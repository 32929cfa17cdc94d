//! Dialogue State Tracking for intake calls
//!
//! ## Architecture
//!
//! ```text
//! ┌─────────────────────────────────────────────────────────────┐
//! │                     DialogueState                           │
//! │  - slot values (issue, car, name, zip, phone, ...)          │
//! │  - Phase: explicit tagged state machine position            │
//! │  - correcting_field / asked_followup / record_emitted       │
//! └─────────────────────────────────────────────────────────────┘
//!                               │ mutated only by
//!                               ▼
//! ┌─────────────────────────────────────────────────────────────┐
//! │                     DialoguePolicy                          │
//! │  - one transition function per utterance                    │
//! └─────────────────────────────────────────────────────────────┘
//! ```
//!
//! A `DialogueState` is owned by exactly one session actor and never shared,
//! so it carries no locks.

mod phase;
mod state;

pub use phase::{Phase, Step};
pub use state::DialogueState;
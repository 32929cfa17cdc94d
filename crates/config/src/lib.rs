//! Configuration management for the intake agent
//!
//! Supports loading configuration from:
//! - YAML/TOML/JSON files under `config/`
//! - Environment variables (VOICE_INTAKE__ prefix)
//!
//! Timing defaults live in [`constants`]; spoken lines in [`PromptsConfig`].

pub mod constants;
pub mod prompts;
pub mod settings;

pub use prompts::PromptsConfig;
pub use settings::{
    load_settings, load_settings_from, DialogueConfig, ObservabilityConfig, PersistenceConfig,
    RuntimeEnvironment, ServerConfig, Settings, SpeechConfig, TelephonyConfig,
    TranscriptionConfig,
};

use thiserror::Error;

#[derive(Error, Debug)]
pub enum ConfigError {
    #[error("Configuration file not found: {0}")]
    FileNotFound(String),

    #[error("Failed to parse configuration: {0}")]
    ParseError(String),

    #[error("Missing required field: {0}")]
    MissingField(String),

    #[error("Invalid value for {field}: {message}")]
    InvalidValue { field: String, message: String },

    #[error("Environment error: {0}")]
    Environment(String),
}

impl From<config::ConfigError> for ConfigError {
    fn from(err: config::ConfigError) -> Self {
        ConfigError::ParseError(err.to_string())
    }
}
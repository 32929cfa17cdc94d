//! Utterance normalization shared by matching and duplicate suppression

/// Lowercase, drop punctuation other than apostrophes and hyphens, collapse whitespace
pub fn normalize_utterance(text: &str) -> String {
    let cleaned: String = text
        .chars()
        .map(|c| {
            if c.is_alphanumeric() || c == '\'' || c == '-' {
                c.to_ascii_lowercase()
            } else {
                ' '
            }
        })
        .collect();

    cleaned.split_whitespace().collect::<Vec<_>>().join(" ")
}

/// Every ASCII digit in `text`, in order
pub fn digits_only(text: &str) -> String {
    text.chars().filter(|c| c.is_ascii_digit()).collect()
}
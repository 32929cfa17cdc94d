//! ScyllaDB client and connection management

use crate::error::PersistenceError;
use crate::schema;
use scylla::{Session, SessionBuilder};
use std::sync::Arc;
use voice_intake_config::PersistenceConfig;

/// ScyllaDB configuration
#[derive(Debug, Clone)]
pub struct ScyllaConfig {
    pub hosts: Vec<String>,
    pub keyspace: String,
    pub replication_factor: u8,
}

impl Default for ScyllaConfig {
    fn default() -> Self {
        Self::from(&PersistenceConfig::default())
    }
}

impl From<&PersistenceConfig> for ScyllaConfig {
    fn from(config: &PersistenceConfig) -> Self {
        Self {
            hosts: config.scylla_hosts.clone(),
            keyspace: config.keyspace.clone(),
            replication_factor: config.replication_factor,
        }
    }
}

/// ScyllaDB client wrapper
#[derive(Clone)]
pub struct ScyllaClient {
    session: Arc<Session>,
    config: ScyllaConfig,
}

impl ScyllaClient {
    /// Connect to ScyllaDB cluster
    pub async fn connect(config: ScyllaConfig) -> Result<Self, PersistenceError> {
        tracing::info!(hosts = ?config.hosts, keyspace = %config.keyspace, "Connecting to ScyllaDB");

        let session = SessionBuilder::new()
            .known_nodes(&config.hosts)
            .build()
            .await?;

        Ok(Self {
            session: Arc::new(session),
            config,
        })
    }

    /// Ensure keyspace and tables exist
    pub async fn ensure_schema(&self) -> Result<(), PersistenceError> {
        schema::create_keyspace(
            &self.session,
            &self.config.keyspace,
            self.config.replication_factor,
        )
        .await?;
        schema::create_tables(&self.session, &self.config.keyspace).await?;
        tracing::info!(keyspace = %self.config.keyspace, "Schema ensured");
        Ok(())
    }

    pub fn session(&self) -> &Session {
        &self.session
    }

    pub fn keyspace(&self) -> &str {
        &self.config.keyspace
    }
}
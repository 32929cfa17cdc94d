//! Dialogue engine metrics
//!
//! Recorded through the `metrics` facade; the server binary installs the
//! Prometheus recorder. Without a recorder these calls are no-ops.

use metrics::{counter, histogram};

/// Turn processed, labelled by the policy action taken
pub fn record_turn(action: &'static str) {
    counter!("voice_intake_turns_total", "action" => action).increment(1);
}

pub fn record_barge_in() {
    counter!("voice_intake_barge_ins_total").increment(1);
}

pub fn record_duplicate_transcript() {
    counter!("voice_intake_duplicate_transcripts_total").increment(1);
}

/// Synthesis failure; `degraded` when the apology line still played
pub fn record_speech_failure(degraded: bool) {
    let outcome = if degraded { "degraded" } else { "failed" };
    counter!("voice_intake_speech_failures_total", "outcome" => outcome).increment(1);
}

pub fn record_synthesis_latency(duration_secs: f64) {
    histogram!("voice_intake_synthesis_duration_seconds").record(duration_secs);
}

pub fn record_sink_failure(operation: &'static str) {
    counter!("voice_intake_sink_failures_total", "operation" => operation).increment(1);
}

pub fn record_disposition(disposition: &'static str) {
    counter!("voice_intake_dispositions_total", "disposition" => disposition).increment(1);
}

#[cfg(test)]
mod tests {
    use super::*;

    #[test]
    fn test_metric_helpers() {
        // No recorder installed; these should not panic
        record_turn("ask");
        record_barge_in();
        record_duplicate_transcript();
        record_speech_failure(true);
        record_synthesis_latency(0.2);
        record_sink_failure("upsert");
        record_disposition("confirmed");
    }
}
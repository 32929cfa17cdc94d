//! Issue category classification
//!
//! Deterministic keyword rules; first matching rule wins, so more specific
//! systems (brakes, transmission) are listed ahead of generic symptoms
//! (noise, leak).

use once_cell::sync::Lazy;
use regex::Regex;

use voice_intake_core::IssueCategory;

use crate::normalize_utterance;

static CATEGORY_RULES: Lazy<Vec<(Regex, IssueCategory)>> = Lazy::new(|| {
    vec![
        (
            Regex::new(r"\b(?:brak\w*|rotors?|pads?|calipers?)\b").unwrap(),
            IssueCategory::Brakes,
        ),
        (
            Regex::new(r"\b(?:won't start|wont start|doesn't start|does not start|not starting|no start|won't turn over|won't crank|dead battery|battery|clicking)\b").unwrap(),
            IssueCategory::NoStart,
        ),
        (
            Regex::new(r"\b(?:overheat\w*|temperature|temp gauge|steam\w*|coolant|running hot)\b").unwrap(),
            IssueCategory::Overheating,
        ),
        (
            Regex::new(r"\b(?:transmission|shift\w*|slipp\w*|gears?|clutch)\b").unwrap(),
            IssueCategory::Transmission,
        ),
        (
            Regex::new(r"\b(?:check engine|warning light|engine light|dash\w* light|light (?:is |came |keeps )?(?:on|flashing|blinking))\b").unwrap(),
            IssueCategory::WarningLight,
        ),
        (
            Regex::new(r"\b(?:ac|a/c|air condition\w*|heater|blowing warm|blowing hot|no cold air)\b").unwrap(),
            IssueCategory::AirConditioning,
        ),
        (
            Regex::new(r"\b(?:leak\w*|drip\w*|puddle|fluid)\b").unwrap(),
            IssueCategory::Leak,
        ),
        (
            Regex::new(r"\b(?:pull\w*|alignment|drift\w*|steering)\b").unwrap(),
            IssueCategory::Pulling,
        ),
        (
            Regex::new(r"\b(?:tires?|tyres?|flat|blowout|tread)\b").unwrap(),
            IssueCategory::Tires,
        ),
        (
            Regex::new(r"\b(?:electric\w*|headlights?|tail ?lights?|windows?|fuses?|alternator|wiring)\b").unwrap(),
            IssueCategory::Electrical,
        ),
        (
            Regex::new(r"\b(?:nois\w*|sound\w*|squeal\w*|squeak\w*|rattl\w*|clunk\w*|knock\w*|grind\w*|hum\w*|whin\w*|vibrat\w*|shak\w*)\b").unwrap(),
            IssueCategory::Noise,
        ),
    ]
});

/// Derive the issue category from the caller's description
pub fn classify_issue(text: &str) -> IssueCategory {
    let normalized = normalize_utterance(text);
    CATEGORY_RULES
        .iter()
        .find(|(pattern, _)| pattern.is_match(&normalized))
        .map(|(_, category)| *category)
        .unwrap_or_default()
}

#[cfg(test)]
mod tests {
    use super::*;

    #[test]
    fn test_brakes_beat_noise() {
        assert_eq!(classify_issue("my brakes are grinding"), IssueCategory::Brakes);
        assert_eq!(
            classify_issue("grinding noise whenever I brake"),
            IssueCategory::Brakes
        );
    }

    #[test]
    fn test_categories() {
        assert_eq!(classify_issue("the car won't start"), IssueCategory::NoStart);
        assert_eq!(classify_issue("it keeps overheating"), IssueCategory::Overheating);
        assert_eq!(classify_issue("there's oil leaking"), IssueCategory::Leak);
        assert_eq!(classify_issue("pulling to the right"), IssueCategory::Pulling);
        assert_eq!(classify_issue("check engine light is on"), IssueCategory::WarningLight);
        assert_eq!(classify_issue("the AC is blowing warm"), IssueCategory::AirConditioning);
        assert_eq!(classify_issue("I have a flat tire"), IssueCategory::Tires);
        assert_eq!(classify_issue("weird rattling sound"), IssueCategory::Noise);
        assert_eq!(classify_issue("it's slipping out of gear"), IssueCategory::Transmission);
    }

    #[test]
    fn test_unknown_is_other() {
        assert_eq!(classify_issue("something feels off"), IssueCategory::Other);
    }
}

::::::::

- [PROBLEM STATEMENT]: Could you filter the material above and copy each line that holds the word "warm"?

- [TASK SOLUTION]:
            Regex::new(r"\b(?:ac|a/c|air condition\w*|heater|blowing warm|blowing hot|no cold air)\b").unwrap(),
        assert_eq!(classify_issue("the AC is blowing warm"), IssueCategory::AirConditioning);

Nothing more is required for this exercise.